__Dataset excerpts__:

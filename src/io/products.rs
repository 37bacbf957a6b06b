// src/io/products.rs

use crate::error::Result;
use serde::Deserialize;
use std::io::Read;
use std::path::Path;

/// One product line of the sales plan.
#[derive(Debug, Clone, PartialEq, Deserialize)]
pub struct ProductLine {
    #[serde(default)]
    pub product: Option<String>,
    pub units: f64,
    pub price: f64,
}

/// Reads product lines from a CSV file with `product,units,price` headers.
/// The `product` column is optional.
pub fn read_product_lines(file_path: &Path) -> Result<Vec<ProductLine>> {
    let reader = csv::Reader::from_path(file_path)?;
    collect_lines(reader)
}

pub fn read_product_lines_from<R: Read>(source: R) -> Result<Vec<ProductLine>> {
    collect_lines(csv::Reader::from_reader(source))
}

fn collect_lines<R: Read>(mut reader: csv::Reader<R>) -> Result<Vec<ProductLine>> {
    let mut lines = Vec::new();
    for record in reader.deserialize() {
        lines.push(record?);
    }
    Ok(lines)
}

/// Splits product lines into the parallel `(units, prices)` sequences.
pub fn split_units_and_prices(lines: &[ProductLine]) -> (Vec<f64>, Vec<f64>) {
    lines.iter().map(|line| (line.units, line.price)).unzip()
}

__Exercise__: Going through the data, count each line where the word "serde" appears, and state only the total.

__Completed task__: 2